Театр и школа, опираясь на достижения литературной критики прошлого века и советской так называемой науки, сделали, кажется, все от них зависящее, чтобы Александр Николаевич остался навсегда каменной обрюзглой фигурой в кресле на площади: складки халата отчетливей, чем вы­ражение лица.

Для современного театра, как известно, драматическое сочинение все равно что консервная банка с полуфабрика­том: банку вскрыть, содержимое разогреть, добавить — по вкусу — соли, сахара, специй, выложить на блюдо, укра­сить свежей зеленью...

Школа, напротив, из натуральных продуктов художест­венного творчества производит витамины в виде легко­усвояемых микстур и порошков. Какой витамин самый полезный для детей в данной исторической обстановке — В1, скажем, или В2, или В12 — решает наука, то есть партия, а в отсутствие партии — госбезопасность.

Я окончил школу в 59-м году.
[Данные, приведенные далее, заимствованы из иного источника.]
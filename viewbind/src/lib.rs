// Copyright 2025 Umberto Gotti <umberto.gotti@umbertogotti.dev>
// Licensed under the Apache License, Version 2.0
// http://www.apache.org/licenses/LICENSE-2.0

//! # Viewbind
//!
//! A reactive view-binding layer bridging asynchronous value sources into a
//! synchronous, pull-based change-detection model.
//!
//! ## Overview
//!
//! A host rendering loop re-evaluates every binding once per sweep. Viewbind
//! makes asynchronous sources usable in those bindings:
//!
//! - [`AsyncPipe`] subscribes to a [`SingleSource`] (resolves once) or a
//!   [`StreamSource`] (emits over time), caches the latest value, and marks
//!   the owning view dirty through a [`ChangeSignal`] whenever a value
//!   arrives between sweeps.
//! - [`RuntimeCompiler`] compiles host components on demand through an
//!   external template compiler, memoizing the resulting view handles.
//!
//! ## Quick Start
//!
//! ```no_run
//! use viewbind::prelude::*;
//! use viewbind::NoopSignal;
//!
//! #[tokio::main]
//! async fn main() {
//!     let pipe: AsyncPipe<String> = AsyncPipe::new(NoopSignal);
//!     let source: AsyncSource<String> = SingleSource::ready("hello".to_string()).into();
//!
//!     // One change-detection sweep: first bind yields no value yet.
//!     assert!(pipe.transform(Some(&source)).is_none());
//! }
//! ```

#![allow(clippy::multiple_crate_versions, clippy::doc_markdown)]

// Re-export the core vocabulary
pub use viewbind_core::{
    AsyncSource, BindError, ChangeSignal, NoopSignal, Result, SingleSource, SourceItem,
    StreamSource,
};

// Re-export the binding pipe
pub use viewbind_pipe::{AsyncPipe, Projected};

// Re-export the compiler facade
pub use viewbind_compiler::{
    ComponentDescriptor, CompiledTemplate, ProtoViewFactory, ProtoViewRef, RuntimeCompiler,
    TemplateCompiler,
};

/// Prelude module for convenient imports
pub mod prelude {
    pub use viewbind_core::{AsyncSource, ChangeSignal, SingleSource, SourceItem, StreamSource};
    pub use viewbind_pipe::{AsyncPipe, Projected};
    pub use viewbind_compiler::{ComponentDescriptor, RuntimeCompiler};
}
// Copyright 2025 Umberto Gotti <umberto.gotti@umbertogotti.dev>
// Licensed under the Apache License, Version 2.0
// http://www.apache.org/licenses/LICENSE-2.0

//! Test utilities and fixtures for the viewbind binding layer.
//!
//! This crate provides the pieces tests need to drive a binding from both
//! ends of its timeline: channel-backed sources to push values and errors
//! from the producer side, a [`RecordingSignal`] to observe dirty marks on
//! the change-detection side, and polling helpers to wait for the
//! asynchronous delivery tasks in between. It is for development and testing
//! only, not for production code.

#![allow(clippy::multiple_crate_versions, clippy::doc_markdown)]

pub mod helpers;
pub mod recording_signal;
pub mod sources;

pub use self::helpers::{assert_not_marked, wait_for_marks, wait_until};
pub use self::recording_signal::RecordingSignal;
pub use self::sources::{
    pending_single, stream_source, stream_source_with_errors, SingleResolver,
};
Нам прописывали В1: несколько капель Добролюбова на стакан воды из оттепельной лужи и столовую ложку рыбьего жира:

«... Развязка драмы — самоубийство героини, которым она проявила свой отчаянный, хоть и бессильный, протест против "темного царства"».

При Брежневе рыбий жир заменили хлористым кальцием:

«Религиозные предрассудки заставляют молодую жен­щину воспринимать светлое человеческое чувство любви, как наваждение, соблазн, смертный грех... Но драма завер­шается нравственной победой Катерины... В образе Кате­рины, по мнению Добролюбова, воплотилась «великая на­родная идея» — идея освобождения...»

Ну а для нынешних десятиклассников Добролюбов при­знан вредным (он, оказывается, «смотрел на любовь Кате­рины так же не по-русски легко, как и Борис») — а хороша для них сырая вода, прямо из-под крана, однако принима­емая с молитвою: «Пройдя через грозовые испытания, ге­роиня нравственно очищается и покидает этот греховный мир с сознанием своей правоты: «Кто любит, тот будет молиться»... Смерть освящается той полнокровной и жиз­нелюбивой религиозностью, которая с детских лет вошла в душу героини...»

Стало быть, и на экзаменах теперь станут требовать таких же завываний. Несчастные дети, право!

Странная вещь, непонятная вещь: сколько огнетушителей направлено на русскую классическую литературу, — а она не гаснет. Воплощенная в русской литературе великая на­дежда на правду: вот суметь бы ее понять, суметь бы высказать ее внятно, и сразу откроется, что жизнь имеет смысл, не унизительный для человека, — эта надежда все еще жива. Авторы русской литературы и воображенные ими герои все вместе как бы поддерживают некий нравственный небосвод. И он, как ни странно, до сих пор не обрушился.